In an exclusive interview with Develop, Jacobson explained that Canada’s exemplary tax break rates – which peak at 40% of dev costs – was the reason why a number of British-born developers now work in cities such as Vancouver and Toronto.
“Professionally, my interests are focused on sports games,” said Jacobson, “and the talent that we’ve lost from the UK in that field has been huge. Utterly huge. “We’re very specialist in what we do, and a lot of specialist football game designers have moved to EA Canada.”
EA’s Vancouver studio – today the publisher’s biggest development house – has in recent years won widespread acclaim for restoring the FIFA football series as the kingpin of a fiercely-contested genre.
The man at the centre of FIFA’s return to form is British-born David Rutter, who today resides in Vancouver as producer for the upcoming FIFA10.
Though displeased, Jacobson said it was understandable why the likes of Rutter have moved to Canada.
“FIFA’s a big deal,” he said, “and EA want UK staff, but the UK’s not attractive enough a place to set up a studio in.”
The UK department for culture is still deliberating whether it should introduce UK tax breaks to help the sector become more globally competitive.
“Achieving that milestone is massively important,” said Jacobson. “If we had tax breaks, we would utilize that spare revenue to try and get back some of those hugely talented people who’ve moved out of the UK to work on Football games in Canada.”
Jacobson stated his belief that a game tax relief bill will eventually materialise in Westminster, but perhaps not right now, and perhaps not strictly because of the game industry’s recent campaign on this issue.

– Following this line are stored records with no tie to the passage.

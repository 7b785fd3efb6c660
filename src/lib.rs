//! Decodes USB low-speed traffic from analog captures of the D- and D+ lines.
//!
//! The pipeline is made of lazy iterator stages:
//! samples → [`usb::Event`]s → [`usb::Packet`]s, followed by a pass annotating
//! tokens and SETUP requests with their fields. [`usb::decode`] runs all of it
//! over an in-memory capture.

mod error;

pub mod sink;
pub mod source;
pub mod usb;

pub use error::Error;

“Regardless of what’s going on right now, I think that within the next two decades the games industry will actually be recognized in a culturally similar way as film and music,” he said.
“What I hope will happen in that time is that the games industry will learn how to PR itself better than they are right now, where the industry can be treated respectfully on a mass-market scale.
“The film industry is treated in different ways and it’s purely from a PR perspective. If we want to be taken seriously, we’ve got to start PR-ing ourselves properly.